• **Exercise instructions**: Among the records, which lines hold the word "disk"? Pick them out.

• **Data for this task**:

::::::::

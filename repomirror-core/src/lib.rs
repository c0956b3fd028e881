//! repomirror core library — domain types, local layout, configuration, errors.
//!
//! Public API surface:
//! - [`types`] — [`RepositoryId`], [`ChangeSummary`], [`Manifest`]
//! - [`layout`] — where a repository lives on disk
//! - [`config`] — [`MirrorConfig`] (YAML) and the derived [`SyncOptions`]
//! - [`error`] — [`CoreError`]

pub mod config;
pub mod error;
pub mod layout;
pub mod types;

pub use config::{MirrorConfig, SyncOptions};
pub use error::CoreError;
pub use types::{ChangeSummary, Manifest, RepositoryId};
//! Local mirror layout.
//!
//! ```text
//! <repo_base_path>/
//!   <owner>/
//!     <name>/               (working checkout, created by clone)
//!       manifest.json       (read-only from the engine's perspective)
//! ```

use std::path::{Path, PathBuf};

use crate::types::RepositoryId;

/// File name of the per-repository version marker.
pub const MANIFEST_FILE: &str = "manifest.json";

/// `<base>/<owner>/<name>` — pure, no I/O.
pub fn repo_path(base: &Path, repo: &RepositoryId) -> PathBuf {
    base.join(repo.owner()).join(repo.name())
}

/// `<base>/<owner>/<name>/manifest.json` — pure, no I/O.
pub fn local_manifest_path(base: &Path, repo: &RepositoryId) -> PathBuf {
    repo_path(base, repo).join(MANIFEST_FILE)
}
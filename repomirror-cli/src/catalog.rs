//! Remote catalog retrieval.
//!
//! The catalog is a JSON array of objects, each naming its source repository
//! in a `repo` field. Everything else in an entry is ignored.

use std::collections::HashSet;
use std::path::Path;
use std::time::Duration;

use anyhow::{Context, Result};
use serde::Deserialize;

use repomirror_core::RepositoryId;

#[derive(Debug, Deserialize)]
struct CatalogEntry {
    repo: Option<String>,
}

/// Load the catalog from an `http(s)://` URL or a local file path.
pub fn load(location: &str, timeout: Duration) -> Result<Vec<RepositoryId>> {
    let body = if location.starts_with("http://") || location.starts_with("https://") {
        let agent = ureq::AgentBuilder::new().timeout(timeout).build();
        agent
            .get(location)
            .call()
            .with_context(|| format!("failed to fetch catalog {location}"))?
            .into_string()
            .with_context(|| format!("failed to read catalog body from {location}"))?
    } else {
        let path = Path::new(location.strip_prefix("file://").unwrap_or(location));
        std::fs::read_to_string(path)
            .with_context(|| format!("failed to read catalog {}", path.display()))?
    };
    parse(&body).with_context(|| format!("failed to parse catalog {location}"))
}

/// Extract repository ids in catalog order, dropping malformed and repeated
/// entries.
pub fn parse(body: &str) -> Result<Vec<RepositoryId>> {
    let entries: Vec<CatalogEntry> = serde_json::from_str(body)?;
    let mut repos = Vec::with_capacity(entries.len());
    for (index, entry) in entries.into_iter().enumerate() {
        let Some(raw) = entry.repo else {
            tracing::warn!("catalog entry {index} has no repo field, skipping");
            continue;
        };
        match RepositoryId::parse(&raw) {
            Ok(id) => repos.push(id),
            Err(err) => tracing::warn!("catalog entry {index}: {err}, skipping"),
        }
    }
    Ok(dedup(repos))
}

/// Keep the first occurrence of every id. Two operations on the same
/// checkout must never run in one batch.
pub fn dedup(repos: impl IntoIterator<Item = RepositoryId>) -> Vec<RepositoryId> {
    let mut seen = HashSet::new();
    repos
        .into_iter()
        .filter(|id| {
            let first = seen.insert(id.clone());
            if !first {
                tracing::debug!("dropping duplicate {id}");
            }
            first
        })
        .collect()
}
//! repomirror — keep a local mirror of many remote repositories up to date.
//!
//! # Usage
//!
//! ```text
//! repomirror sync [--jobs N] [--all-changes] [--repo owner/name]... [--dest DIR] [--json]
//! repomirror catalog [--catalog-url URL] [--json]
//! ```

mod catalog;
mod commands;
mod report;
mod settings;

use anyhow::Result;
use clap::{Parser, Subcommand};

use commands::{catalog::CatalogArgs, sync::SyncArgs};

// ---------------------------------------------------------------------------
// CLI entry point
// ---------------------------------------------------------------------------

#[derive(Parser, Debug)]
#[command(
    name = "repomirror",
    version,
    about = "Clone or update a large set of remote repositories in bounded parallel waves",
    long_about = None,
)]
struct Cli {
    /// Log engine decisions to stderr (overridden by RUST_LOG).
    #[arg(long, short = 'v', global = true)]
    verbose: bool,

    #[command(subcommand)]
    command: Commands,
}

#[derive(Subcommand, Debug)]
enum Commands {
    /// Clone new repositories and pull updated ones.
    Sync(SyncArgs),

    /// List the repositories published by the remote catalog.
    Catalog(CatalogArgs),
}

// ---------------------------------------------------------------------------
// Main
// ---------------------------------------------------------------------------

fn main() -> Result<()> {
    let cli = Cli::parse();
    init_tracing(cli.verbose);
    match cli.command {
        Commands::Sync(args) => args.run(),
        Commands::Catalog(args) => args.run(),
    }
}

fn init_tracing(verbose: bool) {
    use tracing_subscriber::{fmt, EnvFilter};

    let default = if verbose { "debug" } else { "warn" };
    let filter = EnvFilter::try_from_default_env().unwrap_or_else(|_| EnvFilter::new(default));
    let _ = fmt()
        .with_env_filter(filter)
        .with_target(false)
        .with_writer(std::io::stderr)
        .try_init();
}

::::::::

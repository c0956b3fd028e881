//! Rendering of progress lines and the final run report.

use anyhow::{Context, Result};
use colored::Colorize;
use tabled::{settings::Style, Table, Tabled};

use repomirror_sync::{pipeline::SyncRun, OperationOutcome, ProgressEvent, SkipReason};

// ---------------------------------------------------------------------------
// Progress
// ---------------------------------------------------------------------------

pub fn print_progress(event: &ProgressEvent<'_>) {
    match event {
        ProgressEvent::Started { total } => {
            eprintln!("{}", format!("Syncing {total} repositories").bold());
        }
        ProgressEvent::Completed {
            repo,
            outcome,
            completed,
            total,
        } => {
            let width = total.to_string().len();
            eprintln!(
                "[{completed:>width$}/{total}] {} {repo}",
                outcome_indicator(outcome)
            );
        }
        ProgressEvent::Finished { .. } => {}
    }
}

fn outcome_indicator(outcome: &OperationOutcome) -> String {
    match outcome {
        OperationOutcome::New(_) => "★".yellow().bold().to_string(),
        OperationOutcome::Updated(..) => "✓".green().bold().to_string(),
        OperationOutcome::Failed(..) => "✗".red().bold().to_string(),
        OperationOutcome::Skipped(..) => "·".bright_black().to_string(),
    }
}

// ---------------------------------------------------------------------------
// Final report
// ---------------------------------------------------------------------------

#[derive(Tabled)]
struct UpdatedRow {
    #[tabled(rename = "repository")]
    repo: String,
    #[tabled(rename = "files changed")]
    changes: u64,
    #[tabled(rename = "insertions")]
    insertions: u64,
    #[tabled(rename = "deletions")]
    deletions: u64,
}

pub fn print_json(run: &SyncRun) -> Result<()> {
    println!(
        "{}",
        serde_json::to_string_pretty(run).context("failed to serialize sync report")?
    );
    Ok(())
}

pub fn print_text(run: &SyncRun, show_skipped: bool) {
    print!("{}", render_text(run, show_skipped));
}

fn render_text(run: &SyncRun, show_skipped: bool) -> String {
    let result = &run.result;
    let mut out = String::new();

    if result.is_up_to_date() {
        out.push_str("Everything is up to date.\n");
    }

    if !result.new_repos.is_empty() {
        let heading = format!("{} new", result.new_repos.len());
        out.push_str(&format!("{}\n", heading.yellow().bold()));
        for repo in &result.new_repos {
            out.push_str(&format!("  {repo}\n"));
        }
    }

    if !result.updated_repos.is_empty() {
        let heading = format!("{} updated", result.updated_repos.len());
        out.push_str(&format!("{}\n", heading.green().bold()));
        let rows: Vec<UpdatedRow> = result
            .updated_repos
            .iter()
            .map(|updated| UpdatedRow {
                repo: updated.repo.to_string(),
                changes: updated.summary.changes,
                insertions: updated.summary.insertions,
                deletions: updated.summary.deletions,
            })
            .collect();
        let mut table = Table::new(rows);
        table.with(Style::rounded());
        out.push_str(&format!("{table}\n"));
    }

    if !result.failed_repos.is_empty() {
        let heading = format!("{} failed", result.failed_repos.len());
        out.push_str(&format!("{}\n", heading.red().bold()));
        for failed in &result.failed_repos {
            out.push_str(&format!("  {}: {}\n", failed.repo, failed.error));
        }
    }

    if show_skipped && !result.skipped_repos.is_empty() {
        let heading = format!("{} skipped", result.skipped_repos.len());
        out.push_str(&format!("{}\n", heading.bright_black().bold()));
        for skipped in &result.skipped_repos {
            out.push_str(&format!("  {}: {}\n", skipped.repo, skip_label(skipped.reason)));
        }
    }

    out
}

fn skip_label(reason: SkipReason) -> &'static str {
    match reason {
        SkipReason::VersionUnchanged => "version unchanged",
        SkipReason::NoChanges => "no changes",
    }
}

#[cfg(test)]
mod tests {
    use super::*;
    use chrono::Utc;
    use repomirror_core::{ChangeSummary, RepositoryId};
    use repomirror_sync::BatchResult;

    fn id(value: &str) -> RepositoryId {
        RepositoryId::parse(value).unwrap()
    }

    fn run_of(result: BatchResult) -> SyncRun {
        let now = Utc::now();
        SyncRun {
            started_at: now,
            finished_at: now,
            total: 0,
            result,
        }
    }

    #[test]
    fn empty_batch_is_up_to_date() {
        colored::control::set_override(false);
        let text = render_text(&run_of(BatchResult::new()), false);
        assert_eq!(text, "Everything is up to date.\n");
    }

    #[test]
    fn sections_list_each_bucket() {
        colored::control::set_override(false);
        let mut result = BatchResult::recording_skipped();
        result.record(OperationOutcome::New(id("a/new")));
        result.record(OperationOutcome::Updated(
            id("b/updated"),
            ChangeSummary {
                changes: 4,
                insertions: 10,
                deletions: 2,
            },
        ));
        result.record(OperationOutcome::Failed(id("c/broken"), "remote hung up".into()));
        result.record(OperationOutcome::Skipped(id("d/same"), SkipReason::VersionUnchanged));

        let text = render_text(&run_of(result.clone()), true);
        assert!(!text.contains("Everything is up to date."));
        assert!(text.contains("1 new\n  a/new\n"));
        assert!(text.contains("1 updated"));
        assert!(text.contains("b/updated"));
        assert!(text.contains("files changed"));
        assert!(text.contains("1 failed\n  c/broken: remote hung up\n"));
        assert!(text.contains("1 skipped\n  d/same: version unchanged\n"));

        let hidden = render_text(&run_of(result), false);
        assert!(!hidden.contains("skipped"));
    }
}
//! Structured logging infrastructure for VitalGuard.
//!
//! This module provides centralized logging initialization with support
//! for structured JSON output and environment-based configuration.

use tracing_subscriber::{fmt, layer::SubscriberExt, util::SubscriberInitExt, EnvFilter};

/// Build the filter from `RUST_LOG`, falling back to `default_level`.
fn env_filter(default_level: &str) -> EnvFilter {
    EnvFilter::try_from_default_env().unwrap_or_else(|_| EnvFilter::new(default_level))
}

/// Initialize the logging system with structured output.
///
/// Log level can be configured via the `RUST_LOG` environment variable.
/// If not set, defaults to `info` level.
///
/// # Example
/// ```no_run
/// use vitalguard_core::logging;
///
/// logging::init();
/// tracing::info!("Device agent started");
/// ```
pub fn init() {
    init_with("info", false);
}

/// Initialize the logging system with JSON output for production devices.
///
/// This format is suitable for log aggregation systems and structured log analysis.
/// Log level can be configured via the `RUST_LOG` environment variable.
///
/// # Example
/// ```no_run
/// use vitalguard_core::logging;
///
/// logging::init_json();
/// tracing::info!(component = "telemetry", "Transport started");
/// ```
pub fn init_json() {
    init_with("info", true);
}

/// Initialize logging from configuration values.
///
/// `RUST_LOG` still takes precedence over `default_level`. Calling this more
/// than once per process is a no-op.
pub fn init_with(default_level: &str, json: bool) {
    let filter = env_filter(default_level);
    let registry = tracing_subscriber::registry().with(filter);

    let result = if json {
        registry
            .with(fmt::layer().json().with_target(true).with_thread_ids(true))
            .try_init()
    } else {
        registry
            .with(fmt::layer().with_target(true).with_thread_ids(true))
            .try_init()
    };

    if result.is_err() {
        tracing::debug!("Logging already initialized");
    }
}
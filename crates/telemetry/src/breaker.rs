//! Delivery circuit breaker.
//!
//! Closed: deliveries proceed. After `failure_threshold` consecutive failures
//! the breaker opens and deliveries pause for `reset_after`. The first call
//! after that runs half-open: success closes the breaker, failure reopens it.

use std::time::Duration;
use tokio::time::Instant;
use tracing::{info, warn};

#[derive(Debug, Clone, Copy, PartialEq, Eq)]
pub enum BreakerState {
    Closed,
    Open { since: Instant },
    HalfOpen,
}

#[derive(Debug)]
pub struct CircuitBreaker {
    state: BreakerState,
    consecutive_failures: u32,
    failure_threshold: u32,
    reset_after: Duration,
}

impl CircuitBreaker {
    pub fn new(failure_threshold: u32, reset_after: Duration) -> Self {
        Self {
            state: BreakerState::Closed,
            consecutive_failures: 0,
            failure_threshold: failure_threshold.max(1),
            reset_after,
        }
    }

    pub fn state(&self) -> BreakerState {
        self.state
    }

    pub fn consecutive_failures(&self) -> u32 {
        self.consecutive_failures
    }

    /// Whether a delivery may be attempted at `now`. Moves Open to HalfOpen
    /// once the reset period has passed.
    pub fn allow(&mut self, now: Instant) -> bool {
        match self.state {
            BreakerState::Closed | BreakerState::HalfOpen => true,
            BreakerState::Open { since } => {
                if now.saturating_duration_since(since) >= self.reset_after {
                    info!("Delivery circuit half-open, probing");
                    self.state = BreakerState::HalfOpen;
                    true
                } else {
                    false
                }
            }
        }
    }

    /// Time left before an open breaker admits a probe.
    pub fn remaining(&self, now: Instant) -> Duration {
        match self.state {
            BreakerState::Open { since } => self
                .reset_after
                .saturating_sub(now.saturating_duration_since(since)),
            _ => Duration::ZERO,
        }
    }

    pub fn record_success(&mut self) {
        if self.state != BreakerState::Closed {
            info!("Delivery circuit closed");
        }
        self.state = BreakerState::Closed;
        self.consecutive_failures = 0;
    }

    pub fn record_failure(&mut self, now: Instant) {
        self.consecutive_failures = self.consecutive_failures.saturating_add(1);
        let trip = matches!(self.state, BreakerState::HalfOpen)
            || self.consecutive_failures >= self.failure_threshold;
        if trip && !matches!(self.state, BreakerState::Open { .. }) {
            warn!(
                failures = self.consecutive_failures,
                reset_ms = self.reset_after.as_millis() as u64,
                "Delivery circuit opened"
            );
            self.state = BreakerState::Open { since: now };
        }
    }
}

::::::::

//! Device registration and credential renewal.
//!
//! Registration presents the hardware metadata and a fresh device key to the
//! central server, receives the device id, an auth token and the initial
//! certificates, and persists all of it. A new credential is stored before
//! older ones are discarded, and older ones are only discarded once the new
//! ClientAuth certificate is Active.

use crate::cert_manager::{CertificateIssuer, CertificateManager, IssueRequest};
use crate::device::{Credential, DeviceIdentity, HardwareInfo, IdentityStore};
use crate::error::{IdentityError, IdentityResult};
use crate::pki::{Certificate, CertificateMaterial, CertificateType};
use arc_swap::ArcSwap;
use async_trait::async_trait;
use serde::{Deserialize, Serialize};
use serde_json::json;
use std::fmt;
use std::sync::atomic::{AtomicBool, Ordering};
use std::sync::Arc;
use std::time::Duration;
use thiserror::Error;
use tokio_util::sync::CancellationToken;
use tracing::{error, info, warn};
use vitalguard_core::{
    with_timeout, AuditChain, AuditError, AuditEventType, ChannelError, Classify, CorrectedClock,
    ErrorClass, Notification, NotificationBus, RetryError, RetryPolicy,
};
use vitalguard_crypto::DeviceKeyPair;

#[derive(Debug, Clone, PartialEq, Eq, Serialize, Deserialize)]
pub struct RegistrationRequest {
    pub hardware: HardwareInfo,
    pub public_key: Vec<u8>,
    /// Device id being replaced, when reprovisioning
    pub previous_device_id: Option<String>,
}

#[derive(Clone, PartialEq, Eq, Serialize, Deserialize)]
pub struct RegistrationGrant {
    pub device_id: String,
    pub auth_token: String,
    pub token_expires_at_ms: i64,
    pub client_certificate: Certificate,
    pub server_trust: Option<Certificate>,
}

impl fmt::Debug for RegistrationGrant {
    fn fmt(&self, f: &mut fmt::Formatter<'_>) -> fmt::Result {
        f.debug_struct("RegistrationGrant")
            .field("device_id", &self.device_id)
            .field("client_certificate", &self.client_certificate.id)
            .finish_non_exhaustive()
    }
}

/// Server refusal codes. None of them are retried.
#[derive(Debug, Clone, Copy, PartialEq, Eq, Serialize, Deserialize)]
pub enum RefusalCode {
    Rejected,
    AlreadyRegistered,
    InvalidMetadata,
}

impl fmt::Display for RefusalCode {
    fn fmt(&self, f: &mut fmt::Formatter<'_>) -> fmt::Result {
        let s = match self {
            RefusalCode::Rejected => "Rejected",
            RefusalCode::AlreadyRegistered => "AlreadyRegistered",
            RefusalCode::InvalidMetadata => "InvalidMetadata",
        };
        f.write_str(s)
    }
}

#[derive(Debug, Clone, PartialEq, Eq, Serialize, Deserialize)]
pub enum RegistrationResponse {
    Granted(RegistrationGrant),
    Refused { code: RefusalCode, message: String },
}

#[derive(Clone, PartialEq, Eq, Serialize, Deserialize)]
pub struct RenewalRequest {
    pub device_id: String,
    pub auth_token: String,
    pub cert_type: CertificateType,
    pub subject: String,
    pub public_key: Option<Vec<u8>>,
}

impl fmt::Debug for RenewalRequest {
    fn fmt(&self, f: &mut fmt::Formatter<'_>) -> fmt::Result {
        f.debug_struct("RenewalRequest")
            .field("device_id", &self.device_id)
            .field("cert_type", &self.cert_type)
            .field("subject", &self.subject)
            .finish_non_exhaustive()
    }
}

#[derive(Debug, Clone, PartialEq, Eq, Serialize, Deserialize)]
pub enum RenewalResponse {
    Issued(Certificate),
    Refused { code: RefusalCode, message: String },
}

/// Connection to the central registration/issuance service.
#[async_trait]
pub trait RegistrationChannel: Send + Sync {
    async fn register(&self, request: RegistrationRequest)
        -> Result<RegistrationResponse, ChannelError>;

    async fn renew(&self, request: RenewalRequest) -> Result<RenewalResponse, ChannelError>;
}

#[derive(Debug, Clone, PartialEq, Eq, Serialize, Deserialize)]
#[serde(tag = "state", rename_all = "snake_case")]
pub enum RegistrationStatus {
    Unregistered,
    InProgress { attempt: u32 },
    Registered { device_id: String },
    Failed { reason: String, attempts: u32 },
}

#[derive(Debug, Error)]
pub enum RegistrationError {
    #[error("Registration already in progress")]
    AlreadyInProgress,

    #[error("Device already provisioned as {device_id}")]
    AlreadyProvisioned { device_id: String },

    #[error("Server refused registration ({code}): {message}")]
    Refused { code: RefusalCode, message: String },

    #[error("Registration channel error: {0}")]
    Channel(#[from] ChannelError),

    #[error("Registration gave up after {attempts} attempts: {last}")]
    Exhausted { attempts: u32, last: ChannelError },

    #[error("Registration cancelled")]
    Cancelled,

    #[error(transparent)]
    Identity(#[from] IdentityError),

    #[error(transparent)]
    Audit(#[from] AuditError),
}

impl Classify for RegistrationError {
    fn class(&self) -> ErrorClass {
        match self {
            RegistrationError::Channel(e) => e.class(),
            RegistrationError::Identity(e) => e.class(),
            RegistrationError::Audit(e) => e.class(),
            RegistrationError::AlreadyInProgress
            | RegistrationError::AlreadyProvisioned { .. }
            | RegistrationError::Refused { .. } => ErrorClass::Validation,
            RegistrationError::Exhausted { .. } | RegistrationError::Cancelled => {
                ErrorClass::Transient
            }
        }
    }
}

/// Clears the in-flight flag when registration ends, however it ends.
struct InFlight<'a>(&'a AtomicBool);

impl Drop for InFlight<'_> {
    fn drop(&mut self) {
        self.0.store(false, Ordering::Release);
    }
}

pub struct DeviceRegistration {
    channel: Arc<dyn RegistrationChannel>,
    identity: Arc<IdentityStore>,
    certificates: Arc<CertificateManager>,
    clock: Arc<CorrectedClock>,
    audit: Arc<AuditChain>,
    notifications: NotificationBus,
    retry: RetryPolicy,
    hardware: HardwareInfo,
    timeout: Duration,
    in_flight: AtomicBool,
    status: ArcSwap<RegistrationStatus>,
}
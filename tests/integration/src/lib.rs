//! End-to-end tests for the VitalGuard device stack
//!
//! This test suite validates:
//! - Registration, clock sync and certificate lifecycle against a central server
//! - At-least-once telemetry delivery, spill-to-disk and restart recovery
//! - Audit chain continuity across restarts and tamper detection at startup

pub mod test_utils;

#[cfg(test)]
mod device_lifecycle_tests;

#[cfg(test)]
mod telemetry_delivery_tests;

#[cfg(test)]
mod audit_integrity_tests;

::::::::

• **Solution**:
//! - [`layout`] — where a repository lives on disk
//! - At-least-once telemetry delivery, spill-to-disk and restart recovery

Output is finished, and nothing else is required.